— How to complete this task —
Your answer should consist of each line from the data below that contains "FilmRecord".

— Data for review —
++++++++++++++++++++
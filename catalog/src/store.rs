//! Flat-file store for the catalog data directory.
//!
//! All reads and rewrites of `films.json`, the per-festival appearance
//! files, `streaming.json`, and the generated cache go through here.
//! Rewrites are write-to-temp-then-rename so a crash never leaves a
//! half-written data file behind.

use std::collections::{BTreeMap, HashMap};
use std::fs;
use std::path::{Path, PathBuf};

use serde::{de::DeserializeOwned, Serialize};
use thiserror::Error;

use crate::editions::{edition_filename, parse_edition_filename};
use crate::merge::Catalog;
use crate::types::{Edition, FilmPatch, FilmRecord, FilmRef, MergedFilm, StreamingInfo};

pub const FILMS_FILE: &str = "films.json";
pub const FESTIVALS_DIR: &str = "festivals";
pub const STREAMING_FILE: &str = "streaming.json";
pub const GENERATED_FILE: &str = "films.generated.json";

#[derive(Debug, Error)]
pub enum CatalogError {
    #[error("I/O error on {path}: {source}")]
    Io {
        path: String,
        source: std::io::Error,
    },
    #[error("JSON parse error in {path}: {source}")]
    Parse {
        path: String,
        source: serde_json::Error,
    },
    #[error("bad appearance file name: {0} (expected <slug>-<year>.json)")]
    BadFestivalFilename(String),
    #[error("no film with id {0}")]
    FilmNotFound(String),
}

/// What a delete touched: the removed record and every appearance file
/// that was rewritten.
#[derive(Debug)]
pub struct DeleteOutcome {
    pub film: FilmRecord,
    pub removed_from: Vec<Edition>,
}

/// Handle on a catalog data directory.
#[derive(Debug, Clone)]
pub struct Store {
    data_dir: PathBuf,
}

impl Store {
    pub fn new<P: Into<PathBuf>>(data_dir: P) -> Self {
        Self {
            data_dir: data_dir.into(),
        }
    }

    pub fn data_dir(&self) -> &Path {
        &self.data_dir
    }

    /// Load the whole catalog from its source files.
    pub fn load(&self) -> Result<Catalog, CatalogError> {
        let films = self.load_films()?;
        let appearances = self.load_appearances()?;
        let streaming = self.load_streaming()?;

        Ok(Catalog::new(films, appearances, streaming))
    }

    /// Load the master film file. Missing master file is an error.
    pub fn load_films(&self) -> Result<Vec<FilmRecord>, CatalogError> {
        read_json(&self.data_dir.join(FILMS_FILE))
    }

    /// Load every appearance file under `festivals/`, keyed by edition.
    ///
    /// A missing directory loads as empty. Duplicate ids inside one file
    /// collapse to a single appearance.
    pub fn load_appearances(&self) -> Result<BTreeMap<Edition, Vec<String>>, CatalogError> {
        let dir = self.data_dir.join(FESTIVALS_DIR);
        if !dir.exists() {
            return Ok(BTreeMap::new());
        }

        let mut entries: Vec<_> = fs::read_dir(&dir)
            .map_err(|e| CatalogError::Io {
                path: dir.display().to_string(),
                source: e,
            })?
            .filter_map(|e| e.ok())
            .filter(|e| e.path().extension().is_some_and(|ext| ext == "json"))
            .collect();
        entries.sort_by_key(|e| e.file_name());

        let mut appearances = BTreeMap::new();
        for entry in entries {
            let file_name = entry.file_name().to_string_lossy().into_owned();
            let edition = parse_edition_filename(&file_name)
                .ok_or_else(|| CatalogError::BadFestivalFilename(file_name.clone()))?;

            let refs: Vec<FilmRef> = read_json(&entry.path())?;

            let mut ids = Vec::new();
            for film_ref in refs {
                if !ids.contains(&film_ref.id) {
                    ids.push(film_ref.id);
                }
            }
            appearances.insert(edition, ids);
        }

        Ok(appearances)
    }

    /// Load the streaming availability file. Missing file loads as empty.
    pub fn load_streaming(&self) -> Result<HashMap<String, StreamingInfo>, CatalogError> {
        let path = self.data_dir.join(STREAMING_FILE);
        if !path.exists() {
            return Ok(HashMap::new());
        }
        read_json(&path)
    }

    /// Read the pre-generated merged cache, if present.
    pub fn load_generated(&self) -> Result<Option<Vec<MergedFilm>>, CatalogError> {
        let path = self.data_dir.join(GENERATED_FILE);
        if !path.exists() {
            return Ok(None);
        }
        read_json(&path).map(Some)
    }

    /// Write the pre-generated merged cache.
    pub fn write_generated(&self, films: &[MergedFilm]) -> Result<(), CatalogError> {
        write_json(&self.data_dir.join(GENERATED_FILE), &films)
    }

    /// Apply a partial edit to one film and rewrite the master file.
    pub fn update_film(&self, id: &str, patch: &FilmPatch) -> Result<FilmRecord, CatalogError> {
        let mut films = self.load_films()?;

        let film = films
            .iter_mut()
            .find(|f| f.id == id)
            .ok_or_else(|| CatalogError::FilmNotFound(id.to_string()))?;

        patch.apply(film);
        let updated = film.clone();

        write_json(&self.data_dir.join(FILMS_FILE), &films)?;
        Ok(updated)
    }

    /// Delete a film from the master file and strip its refs from every
    /// appearance file that contains it. Only touched files are rewritten;
    /// a merged cache file, when present, is regenerated so it cannot keep
    /// referencing the deleted id.
    pub fn delete_film(&self, id: &str) -> Result<DeleteOutcome, CatalogError> {
        let mut films = self.load_films()?;

        let position = films
            .iter()
            .position(|f| f.id == id)
            .ok_or_else(|| CatalogError::FilmNotFound(id.to_string()))?;
        let film = films.remove(position);

        write_json(&self.data_dir.join(FILMS_FILE), &films)?;

        let mut removed_from = Vec::new();
        for (edition, ids) in self.load_appearances()? {
            if !ids.iter().any(|i| i == id) {
                continue;
            }

            let remaining: Vec<FilmRef> = ids
                .into_iter()
                .filter(|i| i != id)
                .map(|id| FilmRef { id })
                .collect();

            let path = self
                .data_dir
                .join(FESTIVALS_DIR)
                .join(edition_filename(&edition));
            write_json(&path, &remaining)?;
            removed_from.push(edition);
        }

        // a pre-existing merged cache must not keep the deleted record
        if self.data_dir.join(GENERATED_FILE).exists() {
            let merged = self.load()?.merged();
            self.write_generated(&merged)?;
        }

        Ok(DeleteOutcome { film, removed_from })
    }
}

fn read_json<T: DeserializeOwned>(path: &Path) -> Result<T, CatalogError> {
    let contents = fs::read_to_string(path).map_err(|e| CatalogError::Io {
        path: path.display().to_string(),
        source: e,
    })?;

    serde_json::from_str(&contents).map_err(|e| CatalogError::Parse {
        path: path.display().to_string(),
        source: e,
    })
}

fn write_json<T: Serialize>(path: &Path, value: &T) -> Result<(), CatalogError> {
    let contents = serde_json::to_vec_pretty(value).map_err(|e| CatalogError::Parse {
        path: path.display().to_string(),
        source: e,
    })?;

    let tmp = path.with_extension("json.tmp");
    fs::write(&tmp, contents).map_err(|e| CatalogError::Io {
        path: tmp.display().to_string(),
        source: e,
    })?;
    fs::rename(&tmp, path).map_err(|e| CatalogError::Io {
        path: path.display().to_string(),
        source: e,
    })
}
++++++++++++++++++++
— Result of the task —
use crate::types::{Edition, FilmPatch, FilmRecord, FilmRef, MergedFilm, StreamingInfo};
    pub film: FilmRecord,
    pub fn load_films(&self) -> Result<Vec<FilmRecord>, CatalogError> {
    pub fn update_film(&self, id: &str, patch: &FilmPatch) -> Result<FilmRecord, CatalogError> {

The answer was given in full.